(Exercise objective): Search the data for the string "chars" and extract every line where it appears.
----- Provided information
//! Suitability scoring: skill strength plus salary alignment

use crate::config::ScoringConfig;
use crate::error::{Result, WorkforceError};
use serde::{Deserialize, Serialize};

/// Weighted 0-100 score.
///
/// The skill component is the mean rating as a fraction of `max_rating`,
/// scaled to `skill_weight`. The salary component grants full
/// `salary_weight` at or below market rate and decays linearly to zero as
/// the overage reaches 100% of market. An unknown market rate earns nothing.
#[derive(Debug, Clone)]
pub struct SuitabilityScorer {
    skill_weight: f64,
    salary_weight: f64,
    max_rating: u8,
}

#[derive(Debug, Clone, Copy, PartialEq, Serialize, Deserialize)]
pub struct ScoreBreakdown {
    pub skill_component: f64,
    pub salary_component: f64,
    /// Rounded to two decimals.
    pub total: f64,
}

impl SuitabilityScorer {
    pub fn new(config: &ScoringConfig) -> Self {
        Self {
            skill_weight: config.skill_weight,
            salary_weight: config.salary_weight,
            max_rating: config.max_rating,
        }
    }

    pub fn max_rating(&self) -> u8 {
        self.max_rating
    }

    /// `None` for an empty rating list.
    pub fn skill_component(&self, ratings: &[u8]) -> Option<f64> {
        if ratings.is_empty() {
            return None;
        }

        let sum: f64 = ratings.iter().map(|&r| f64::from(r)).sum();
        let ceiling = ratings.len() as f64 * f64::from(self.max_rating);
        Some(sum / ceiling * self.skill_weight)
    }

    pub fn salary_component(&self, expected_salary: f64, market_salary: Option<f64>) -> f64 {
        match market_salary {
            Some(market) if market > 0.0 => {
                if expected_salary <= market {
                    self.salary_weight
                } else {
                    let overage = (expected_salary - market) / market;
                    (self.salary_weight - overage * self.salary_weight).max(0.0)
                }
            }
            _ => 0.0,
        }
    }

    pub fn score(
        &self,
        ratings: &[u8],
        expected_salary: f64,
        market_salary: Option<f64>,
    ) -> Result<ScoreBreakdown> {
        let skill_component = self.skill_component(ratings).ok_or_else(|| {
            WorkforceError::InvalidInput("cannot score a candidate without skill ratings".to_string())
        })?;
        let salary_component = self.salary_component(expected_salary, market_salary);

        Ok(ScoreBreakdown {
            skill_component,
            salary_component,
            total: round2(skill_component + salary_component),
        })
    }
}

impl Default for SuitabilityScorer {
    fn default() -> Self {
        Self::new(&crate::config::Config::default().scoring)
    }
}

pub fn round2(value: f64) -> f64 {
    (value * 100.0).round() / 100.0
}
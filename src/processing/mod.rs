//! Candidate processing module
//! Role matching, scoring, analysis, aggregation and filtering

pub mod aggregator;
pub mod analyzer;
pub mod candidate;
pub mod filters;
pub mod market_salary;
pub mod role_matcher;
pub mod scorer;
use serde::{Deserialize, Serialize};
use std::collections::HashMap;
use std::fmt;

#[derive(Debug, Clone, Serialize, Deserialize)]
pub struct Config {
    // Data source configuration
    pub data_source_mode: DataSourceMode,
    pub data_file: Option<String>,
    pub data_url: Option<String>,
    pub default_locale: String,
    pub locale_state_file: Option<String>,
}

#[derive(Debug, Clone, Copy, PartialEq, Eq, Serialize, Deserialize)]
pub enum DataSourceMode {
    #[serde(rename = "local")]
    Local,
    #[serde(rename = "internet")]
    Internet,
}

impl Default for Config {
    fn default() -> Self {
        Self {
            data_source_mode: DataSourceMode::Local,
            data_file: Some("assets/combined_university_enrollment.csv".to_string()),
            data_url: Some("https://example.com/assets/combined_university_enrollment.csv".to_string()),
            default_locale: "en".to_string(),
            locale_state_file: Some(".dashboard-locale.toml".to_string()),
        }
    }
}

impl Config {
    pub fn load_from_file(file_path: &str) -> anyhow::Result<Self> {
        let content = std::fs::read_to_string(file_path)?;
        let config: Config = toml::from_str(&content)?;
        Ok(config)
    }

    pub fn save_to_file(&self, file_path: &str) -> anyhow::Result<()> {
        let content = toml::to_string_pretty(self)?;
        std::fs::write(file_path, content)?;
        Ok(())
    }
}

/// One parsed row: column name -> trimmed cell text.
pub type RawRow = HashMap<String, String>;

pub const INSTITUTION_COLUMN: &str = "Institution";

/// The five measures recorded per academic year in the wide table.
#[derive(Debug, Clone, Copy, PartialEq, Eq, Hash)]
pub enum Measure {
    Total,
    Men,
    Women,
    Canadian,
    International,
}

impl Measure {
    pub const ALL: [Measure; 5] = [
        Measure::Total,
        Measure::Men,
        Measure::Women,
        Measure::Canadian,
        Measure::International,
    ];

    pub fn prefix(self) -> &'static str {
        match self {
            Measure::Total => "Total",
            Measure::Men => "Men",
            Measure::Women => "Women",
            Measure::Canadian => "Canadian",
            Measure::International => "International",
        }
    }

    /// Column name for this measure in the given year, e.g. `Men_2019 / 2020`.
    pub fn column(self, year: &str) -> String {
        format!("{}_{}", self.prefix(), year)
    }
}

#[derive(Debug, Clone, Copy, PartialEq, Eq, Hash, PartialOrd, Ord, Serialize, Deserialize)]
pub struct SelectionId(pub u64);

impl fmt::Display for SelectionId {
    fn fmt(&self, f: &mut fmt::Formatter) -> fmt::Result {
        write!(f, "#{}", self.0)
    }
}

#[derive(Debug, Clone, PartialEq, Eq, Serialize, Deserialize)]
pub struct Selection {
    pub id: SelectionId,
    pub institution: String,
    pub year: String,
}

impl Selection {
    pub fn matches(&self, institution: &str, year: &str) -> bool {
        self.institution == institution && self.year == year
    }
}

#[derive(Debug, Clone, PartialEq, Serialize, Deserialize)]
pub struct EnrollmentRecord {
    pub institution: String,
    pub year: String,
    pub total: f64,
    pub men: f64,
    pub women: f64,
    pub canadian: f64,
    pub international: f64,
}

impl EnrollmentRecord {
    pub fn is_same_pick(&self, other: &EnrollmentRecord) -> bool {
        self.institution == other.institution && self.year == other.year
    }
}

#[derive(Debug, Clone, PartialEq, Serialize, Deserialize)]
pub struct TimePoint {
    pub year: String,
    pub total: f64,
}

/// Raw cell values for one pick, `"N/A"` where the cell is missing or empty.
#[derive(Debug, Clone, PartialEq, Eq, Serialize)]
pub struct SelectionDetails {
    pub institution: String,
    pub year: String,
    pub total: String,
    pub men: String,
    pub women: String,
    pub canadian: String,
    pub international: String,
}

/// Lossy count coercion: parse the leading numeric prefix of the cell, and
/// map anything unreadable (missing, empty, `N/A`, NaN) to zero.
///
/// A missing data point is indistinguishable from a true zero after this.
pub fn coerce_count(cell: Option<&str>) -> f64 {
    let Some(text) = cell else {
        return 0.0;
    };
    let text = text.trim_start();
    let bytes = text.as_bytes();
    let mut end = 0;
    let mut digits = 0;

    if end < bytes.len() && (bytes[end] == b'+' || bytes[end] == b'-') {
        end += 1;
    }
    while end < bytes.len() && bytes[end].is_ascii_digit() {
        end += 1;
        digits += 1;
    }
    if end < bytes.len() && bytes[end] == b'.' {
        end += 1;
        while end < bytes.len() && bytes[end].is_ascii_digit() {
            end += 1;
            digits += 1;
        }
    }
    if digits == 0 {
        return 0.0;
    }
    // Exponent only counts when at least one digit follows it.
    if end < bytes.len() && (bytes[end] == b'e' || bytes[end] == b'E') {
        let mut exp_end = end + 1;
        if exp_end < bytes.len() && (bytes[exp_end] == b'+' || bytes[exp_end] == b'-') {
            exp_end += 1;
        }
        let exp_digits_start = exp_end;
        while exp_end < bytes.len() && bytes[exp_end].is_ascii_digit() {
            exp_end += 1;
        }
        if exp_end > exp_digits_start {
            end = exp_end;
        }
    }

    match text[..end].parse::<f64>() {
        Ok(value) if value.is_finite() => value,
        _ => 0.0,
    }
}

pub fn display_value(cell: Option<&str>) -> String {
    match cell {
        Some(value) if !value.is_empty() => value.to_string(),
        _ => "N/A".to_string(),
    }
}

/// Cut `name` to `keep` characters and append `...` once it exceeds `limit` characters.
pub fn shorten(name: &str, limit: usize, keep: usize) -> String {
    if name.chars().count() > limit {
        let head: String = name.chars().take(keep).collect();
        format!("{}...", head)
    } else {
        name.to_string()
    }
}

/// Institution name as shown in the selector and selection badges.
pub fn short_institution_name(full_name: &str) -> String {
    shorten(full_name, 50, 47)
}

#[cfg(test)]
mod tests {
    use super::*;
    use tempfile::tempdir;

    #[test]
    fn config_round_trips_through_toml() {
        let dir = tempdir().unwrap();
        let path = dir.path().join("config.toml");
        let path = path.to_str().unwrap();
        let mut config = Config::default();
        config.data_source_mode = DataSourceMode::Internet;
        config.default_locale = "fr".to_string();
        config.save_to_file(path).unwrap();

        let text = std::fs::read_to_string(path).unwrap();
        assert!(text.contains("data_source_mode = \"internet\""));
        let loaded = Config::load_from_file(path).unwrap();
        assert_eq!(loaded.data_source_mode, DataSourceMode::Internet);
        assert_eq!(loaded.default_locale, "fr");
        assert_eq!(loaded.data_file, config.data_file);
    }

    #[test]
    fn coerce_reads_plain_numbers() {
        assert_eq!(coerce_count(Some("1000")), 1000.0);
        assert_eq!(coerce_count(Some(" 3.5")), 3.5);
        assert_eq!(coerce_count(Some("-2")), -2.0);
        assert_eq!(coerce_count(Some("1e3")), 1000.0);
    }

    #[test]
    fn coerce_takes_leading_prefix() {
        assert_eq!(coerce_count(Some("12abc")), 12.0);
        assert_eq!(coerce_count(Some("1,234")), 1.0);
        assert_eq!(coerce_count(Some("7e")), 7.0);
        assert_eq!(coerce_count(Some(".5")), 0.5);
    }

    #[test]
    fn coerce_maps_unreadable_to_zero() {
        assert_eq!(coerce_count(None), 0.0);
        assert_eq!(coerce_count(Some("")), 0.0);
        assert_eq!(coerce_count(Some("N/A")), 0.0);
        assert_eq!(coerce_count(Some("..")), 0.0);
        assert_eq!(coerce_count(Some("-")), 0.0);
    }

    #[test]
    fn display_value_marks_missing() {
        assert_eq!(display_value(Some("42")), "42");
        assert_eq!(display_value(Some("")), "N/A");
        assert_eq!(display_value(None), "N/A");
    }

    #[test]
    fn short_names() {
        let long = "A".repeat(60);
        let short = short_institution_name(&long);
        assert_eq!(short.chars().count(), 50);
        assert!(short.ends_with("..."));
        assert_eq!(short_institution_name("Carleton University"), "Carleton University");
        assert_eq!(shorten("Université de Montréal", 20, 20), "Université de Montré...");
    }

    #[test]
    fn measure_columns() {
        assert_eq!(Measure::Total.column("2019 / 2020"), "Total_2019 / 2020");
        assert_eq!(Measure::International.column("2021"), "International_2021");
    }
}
----------
----- Provided information
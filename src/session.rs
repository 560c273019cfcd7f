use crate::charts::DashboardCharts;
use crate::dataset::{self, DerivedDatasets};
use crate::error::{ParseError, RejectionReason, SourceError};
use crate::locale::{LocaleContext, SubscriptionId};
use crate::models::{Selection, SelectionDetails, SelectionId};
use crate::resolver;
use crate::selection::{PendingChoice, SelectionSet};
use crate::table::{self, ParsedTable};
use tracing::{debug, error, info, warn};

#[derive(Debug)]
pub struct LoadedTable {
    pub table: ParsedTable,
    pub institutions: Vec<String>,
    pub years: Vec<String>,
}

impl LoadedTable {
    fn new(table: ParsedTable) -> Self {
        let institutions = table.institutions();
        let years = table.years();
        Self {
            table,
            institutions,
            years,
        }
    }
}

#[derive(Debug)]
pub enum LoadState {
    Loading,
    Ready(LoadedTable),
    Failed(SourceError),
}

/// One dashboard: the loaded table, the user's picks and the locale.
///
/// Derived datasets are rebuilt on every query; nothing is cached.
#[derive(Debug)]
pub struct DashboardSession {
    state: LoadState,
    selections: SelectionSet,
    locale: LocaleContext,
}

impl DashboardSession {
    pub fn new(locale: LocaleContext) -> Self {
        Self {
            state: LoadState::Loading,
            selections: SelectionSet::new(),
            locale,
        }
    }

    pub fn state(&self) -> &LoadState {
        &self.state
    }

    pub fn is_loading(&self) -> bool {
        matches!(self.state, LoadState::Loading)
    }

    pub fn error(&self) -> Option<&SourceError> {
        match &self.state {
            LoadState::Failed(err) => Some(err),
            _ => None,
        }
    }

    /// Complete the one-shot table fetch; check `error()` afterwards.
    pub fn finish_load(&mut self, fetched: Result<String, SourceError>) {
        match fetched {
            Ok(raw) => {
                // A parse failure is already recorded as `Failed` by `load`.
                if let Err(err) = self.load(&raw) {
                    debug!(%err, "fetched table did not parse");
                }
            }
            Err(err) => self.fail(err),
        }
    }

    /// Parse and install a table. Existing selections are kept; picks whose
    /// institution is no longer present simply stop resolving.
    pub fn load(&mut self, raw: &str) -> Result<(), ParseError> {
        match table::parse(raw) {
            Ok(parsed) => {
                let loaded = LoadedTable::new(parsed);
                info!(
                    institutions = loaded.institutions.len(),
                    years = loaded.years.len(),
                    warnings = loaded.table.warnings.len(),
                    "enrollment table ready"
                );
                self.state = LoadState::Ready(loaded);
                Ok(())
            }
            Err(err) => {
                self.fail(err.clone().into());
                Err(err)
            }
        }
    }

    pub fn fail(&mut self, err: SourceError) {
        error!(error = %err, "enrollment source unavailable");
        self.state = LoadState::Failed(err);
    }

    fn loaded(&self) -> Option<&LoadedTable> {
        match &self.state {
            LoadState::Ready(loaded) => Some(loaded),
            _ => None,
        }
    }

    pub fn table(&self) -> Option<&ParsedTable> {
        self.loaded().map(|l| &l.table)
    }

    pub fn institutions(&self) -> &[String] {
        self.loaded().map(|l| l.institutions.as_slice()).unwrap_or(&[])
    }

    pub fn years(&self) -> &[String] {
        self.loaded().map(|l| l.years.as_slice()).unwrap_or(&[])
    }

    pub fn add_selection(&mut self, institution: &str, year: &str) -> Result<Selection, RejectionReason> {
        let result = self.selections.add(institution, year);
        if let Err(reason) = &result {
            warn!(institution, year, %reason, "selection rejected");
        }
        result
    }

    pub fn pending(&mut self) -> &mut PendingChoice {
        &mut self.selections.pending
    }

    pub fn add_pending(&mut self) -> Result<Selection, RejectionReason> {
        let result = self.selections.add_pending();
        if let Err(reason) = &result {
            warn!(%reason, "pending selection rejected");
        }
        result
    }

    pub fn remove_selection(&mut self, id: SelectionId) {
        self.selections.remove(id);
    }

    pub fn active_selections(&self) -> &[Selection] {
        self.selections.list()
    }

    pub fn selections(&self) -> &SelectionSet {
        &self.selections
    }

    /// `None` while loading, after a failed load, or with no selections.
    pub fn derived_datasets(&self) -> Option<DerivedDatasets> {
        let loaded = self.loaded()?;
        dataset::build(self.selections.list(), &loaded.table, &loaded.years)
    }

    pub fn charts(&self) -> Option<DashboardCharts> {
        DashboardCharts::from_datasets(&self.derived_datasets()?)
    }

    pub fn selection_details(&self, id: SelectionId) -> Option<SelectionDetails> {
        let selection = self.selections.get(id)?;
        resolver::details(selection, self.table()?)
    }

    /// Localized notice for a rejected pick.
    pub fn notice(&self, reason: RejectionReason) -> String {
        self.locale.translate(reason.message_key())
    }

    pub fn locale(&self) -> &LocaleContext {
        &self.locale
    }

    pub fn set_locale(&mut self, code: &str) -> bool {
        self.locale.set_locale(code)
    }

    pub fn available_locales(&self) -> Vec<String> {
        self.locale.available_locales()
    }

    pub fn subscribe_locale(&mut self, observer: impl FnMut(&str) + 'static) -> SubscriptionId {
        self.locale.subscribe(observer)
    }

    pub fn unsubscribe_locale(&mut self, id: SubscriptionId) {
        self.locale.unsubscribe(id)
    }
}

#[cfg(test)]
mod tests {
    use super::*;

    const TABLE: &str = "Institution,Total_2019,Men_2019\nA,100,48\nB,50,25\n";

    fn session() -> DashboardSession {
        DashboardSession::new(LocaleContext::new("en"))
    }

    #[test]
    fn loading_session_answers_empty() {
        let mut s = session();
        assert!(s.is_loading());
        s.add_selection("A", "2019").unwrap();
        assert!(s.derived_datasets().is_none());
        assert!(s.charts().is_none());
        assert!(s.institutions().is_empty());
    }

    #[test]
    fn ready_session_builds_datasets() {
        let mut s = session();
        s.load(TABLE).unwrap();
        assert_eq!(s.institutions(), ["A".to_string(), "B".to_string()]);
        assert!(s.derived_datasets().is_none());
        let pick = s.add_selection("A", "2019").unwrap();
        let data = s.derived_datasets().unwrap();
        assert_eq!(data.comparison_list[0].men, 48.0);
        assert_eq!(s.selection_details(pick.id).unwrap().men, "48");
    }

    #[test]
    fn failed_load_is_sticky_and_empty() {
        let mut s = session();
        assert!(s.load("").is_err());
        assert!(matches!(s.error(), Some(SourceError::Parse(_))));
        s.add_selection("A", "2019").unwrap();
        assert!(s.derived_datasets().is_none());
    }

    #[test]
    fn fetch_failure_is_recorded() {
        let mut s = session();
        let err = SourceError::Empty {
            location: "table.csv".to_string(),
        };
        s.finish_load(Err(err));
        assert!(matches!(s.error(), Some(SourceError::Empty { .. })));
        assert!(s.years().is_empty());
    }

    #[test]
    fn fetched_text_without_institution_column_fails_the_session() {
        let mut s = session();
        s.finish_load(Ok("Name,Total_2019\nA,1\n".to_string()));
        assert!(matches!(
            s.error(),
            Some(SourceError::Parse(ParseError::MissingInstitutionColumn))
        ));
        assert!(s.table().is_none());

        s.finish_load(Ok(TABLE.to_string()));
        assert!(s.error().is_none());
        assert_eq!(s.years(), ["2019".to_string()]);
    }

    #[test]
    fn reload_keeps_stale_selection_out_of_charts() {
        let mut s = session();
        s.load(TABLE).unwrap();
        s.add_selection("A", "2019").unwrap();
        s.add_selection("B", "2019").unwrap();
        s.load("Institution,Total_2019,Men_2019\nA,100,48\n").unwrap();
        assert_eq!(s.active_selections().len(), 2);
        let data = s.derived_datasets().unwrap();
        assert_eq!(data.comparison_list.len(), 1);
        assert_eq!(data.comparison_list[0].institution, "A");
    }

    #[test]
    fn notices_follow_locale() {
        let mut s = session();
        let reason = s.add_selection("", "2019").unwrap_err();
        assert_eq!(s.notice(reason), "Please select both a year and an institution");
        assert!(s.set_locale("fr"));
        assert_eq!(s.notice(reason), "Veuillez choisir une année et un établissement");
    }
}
----------
(Exercise result):
    if name.chars().count() > limit {
        let head: String = name.chars().take(keep).collect();
        assert_eq!(short.chars().count(), 50);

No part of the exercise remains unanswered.